Task instructions.
Only one span of the listing below is wanted: the lines from the one with "use crate::config::EngineSettings;" through the one with "let season = season.parse()?;", reproduced exactly, both ends kept.

Input data.
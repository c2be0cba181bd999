use std::collections::BTreeMap;
use std::sync::Arc;

use anyhow::Result;
use log::{debug, error, info, warn};
use serde::Serialize;
use tokio::task::JoinSet;

use super::dedup::{dedupe_by_day, group_by_faction};
use super::extrapolation::{Extrapolation, extrapolate_for_season};
use super::freshness::{Freshness, FreshnessInput, derive_freshness};
use super::normalize::normalize_rows;
use super::viewport::{ZoomWindow, calculate_extremes_to_zoom_to};
use super::weekly::{WeekPosition, WeekSummary, week_position, weekly_summaries};
use crate::config::EngineSettings;
use crate::domain::{
    Dataset, FactionKey, Field, Overlay, RawRow, Region, Season, SeasonSlug, SeasonTable, Timestamp,
};
use crate::errors::EngineError;

/// Where raw snapshots come from. Implementations may block.
pub trait SnapshotSource: Send + Sync {
    fn fetch_rows(&self, region: Region, from: Timestamp, to: Timestamp) -> Result<Vec<RawRow>>;
}

/// A validated request: only known seasons, regions and overlays get this far
#[derive(Debug, Clone, PartialEq)]
pub struct LoadRequest {
    pub season: SeasonSlug,
    pub regions: Vec<Region>,
    pub overlays: Vec<Overlay>,
    /// Evaluate projections and weeks as of this time instead of now
    pub as_of: Option<Timestamp>,
}

impl LoadRequest {
    /// Parse the loosely-typed request parameters. Regions and overlays are
    /// comma separated; no regions means all of them.
    pub fn parse(
        season: &str,
        regions: Option<&str>,
        overlays: Option<&str>,
        as_of: Option<Timestamp>,
    ) -> Result<Self, EngineError> {
        let season = season.parse()?;

        let mut regions: Vec<Region> = split_list(regions)
            .map(str::parse)
            .collect::<Result<_, _>>()?;
        if regions.is_empty() {
            regions = Region::ALL.to_vec();
        }
        regions.sort();
        regions.dedup();

        let mut overlays: Vec<Overlay> = split_list(overlays)
            .map(str::parse)
            .collect::<Result<_, _>>()?;
        overlays.sort();
        overlays.dedup();

        Ok(Self {
            season,
            regions,
            overlays,
            as_of,
        })
    }
}

fn split_list(list: Option<&str>) -> impl Iterator<Item = &str> {
    list.unwrap_or_default()
        .split(',')
        .map(str::trim)
        .filter(|item| !item.is_empty())
}

#[derive(Debug, Clone, PartialEq, Serialize)]
#[serde(rename_all = "camelCase")]
pub struct FactionForecast {
    pub faction: FactionKey,
    pub score: Option<Extrapolation>,
    #[serde(skip_serializing_if = "Option::is_none")]
    pub rank: Option<Extrapolation>,
    pub confirmed_cutoff: Option<f64>,
}

#[derive(Debug, Clone, PartialEq, Serialize)]
#[serde(rename_all = "camelCase")]
pub struct RegionResult {
    pub region: Region,
    pub series: Vec<Dataset>,
    pub forecasts: Vec<FactionForecast>,
    pub zoom: ZoomWindow,
    pub week: Option<WeekPosition>,
    #[serde(skip_serializing_if = "BTreeMap::is_empty")]
    pub weeks: BTreeMap<u64, WeekSummary>,
}

impl RegionResult {
    pub fn latest_timestamp(&self) -> Option<Timestamp> {
        self.series.last().map(|d| d.timestamp)
    }
}

#[derive(Debug, Clone, PartialEq, Serialize)]
#[serde(rename_all = "camelCase")]
pub struct SeasonResponse {
    pub season: SeasonSlug,
    pub now: Timestamp,
    pub extrapolation_cutoff: Option<Timestamp>,
    pub regions: BTreeMap<Region, RegionResult>,
    pub freshness: Freshness,
}

/// Turn one region's raw rows into everything the chart needs
pub fn compute_region(
    season: &Season,
    region: Region,
    rows: Vec<RawRow>,
    eval: Timestamp,
    overlays: &[Overlay],
    settings: &EngineSettings,
) -> RegionResult {
    let normalized: Vec<Dataset> = normalize_rows(rows)
        .into_iter()
        .filter(|d| d.region == region)
        .collect();
    let total = normalized.len();

    // faction tags must agree with the season's cross-faction mode at that instant
    let consistent: Vec<Dataset> = normalized
        .into_iter()
        .filter(|d| d.faction.is_some() == season.tracks_factions_at(d.timestamp))
        .collect();
    if consistent.len() < total {
        warn!(
            "Dropped {} {} samples with mismatched faction tagging for {}",
            total - consistent.len(),
            region,
            season.slug
        );
    }

    let series = dedupe_by_day(consistent);

    let forecasts: Vec<FactionForecast> = group_by_faction(&series)
        .into_iter()
        .map(|(faction, group)| FactionForecast {
            faction,
            score: extrapolate_for_season(season, region, faction, &group, Field::Score, eval, settings),
            rank: extrapolate_for_season(season, region, faction, &group, Field::Rank, eval, settings),
            confirmed_cutoff: season.confirmed_cutoff(region, faction),
        })
        .collect();

    let canonical_rank = forecasts
        .iter()
        .filter_map(|f| f.rank.as_ref())
        .max_by_key(|e| e.timestamp);
    let zoom = calculate_extremes_to_zoom_to(&series, canonical_rank, settings);

    let week = season
        .start(region)
        .and_then(|start| week_position(start, season.end(region), eval, season.schedule_len()));

    let weeks = if overlays.contains(&Overlay::Affixes) {
        weekly_summaries(season, region, &series, eval)
    } else {
        BTreeMap::new()
    };

    let forecasts = if overlays.contains(&Overlay::Rank) {
        forecasts
    } else {
        forecasts
            .into_iter()
            .map(|f| FactionForecast { rank: None, ..f })
            .collect()
    };

    RegionResult {
        region,
        series,
        forecasts,
        zoom,
        week,
        weeks,
    }
}

#[derive(Clone)]
pub struct Engine {
    seasons: Arc<SeasonTable>,
    settings: EngineSettings,
    source: Arc<dyn SnapshotSource>,
}

impl Engine {
    pub fn new(seasons: SeasonTable, settings: EngineSettings, source: Arc<dyn SnapshotSource>) -> Self {
        Self {
            seasons: Arc::new(seasons),
            settings,
            source,
        }
    }

    pub fn seasons(&self) -> &SeasonTable {
        &self.seasons
    }

    /// Load and aggregate every requested region concurrently.
    ///
    /// Only an unknown season fails. A region whose fetch fails or returns
    /// nothing comes back with an empty series. Dropping the returned future
    /// abandons the in-flight fetches.
    pub async fn load(&self, request: &LoadRequest, now: Timestamp) -> Result<SeasonResponse, EngineError> {
        let season = Arc::new(self.seasons.get(request.season)?.clone());
        // evaluating past `now` has no data to stand on
        let as_of = request.as_of.map(|as_of| as_of.min(now));
        let eval = as_of.unwrap_or(now);

        let mut tasks = JoinSet::new();
        for &region in &request.regions {
            let season = Arc::clone(&season);
            let source = Arc::clone(&self.source);
            let settings = self.settings.clone();
            let overlays = request.overlays.clone();

            tasks.spawn(async move {
                let rows = fetch_region(source, &season, region, now).await;
                compute_region(&season, region, rows, eval, &overlays, &settings)
            });
        }

        let mut regions = BTreeMap::new();
        while let Some(joined) = tasks.join_next().await {
            match joined {
                Ok(result) => {
                    debug!("Region {} ready with {} days", result.region, result.series.len());
                    regions.insert(result.region, result);
                }
                Err(e) => error!("Region task failed: {:?}", e),
            }
        }

        for &region in &request.regions {
            regions.entry(region).or_insert_with(|| {
                compute_region(&season, region, Vec::new(), eval, &request.overlays, &self.settings)
            });
        }

        let freshness = derive_freshness(
            &FreshnessInput {
                season: &season,
                now,
                latest_per_region: regions
                    .values()
                    .map(|r| (r.region, r.latest_timestamp()))
                    .collect(),
                extrapolation_cutoff: as_of,
                overlays: &request.overlays,
            },
            &self.settings,
        );

        Ok(SeasonResponse {
            season: season.slug,
            now,
            extrapolation_cutoff: as_of,
            regions,
            freshness,
        })
    }
}

async fn fetch_region(
    source: Arc<dyn SnapshotSource>,
    season: &Season,
    region: Region,
    now: Timestamp,
) -> Vec<RawRow> {
    let from = match season.start(region) {
        Some(from) if season.has_started(region, now) => from,
        _ => {
            info!("{} has not started in {}", season.slug, region);
            return Vec::new();
        }
    };
    let to = season.end(region).map_or(now, |end| end.min(now));

    match tokio::task::spawn_blocking(move || source.fetch_rows(region, from, to)).await {
        Ok(Ok(rows)) => {
            info!("Fetched {} rows for {} {}", rows.len(), season.slug, region);
            rows
        }
        Ok(Err(e)) => {
            warn!("Fetching {} {} failed: {:#}", season.slug, region, e);
            Vec::new()
        }
        Err(e) => {
            warn!("Fetch task for {} {} failed: {:?}", season.slug, region, e);
            Vec::new()
        }
    }
}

Exercise answer.
use crate::config::EngineSettings;
use crate::domain::{
    Dataset, FactionKey, Field, Overlay, RawRow, Region, Season, SeasonSlug, SeasonTable, Timestamp,
};
use crate::errors::EngineError;

/// Where raw snapshots come from. Implementations may block.
pub trait SnapshotSource: Send + Sync {
    fn fetch_rows(&self, region: Region, from: Timestamp, to: Timestamp) -> Result<Vec<RawRow>>;
}

/// A validated request: only known seasons, regions and overlays get this far
#[derive(Debug, Clone, PartialEq)]
pub struct LoadRequest {
    pub season: SeasonSlug,
    pub regions: Vec<Region>,
    pub overlays: Vec<Overlay>,
    /// Evaluate projections and weeks as of this time instead of now
    pub as_of: Option<Timestamp>,
}

impl LoadRequest {
    /// Parse the loosely-typed request parameters. Regions and overlays are
    /// comma separated; no regions means all of them.
    pub fn parse(
        season: &str,
        regions: Option<&str>,
        overlays: Option<&str>,
        as_of: Option<Timestamp>,
    ) -> Result<Self, EngineError> {
        let season = season.parse()?;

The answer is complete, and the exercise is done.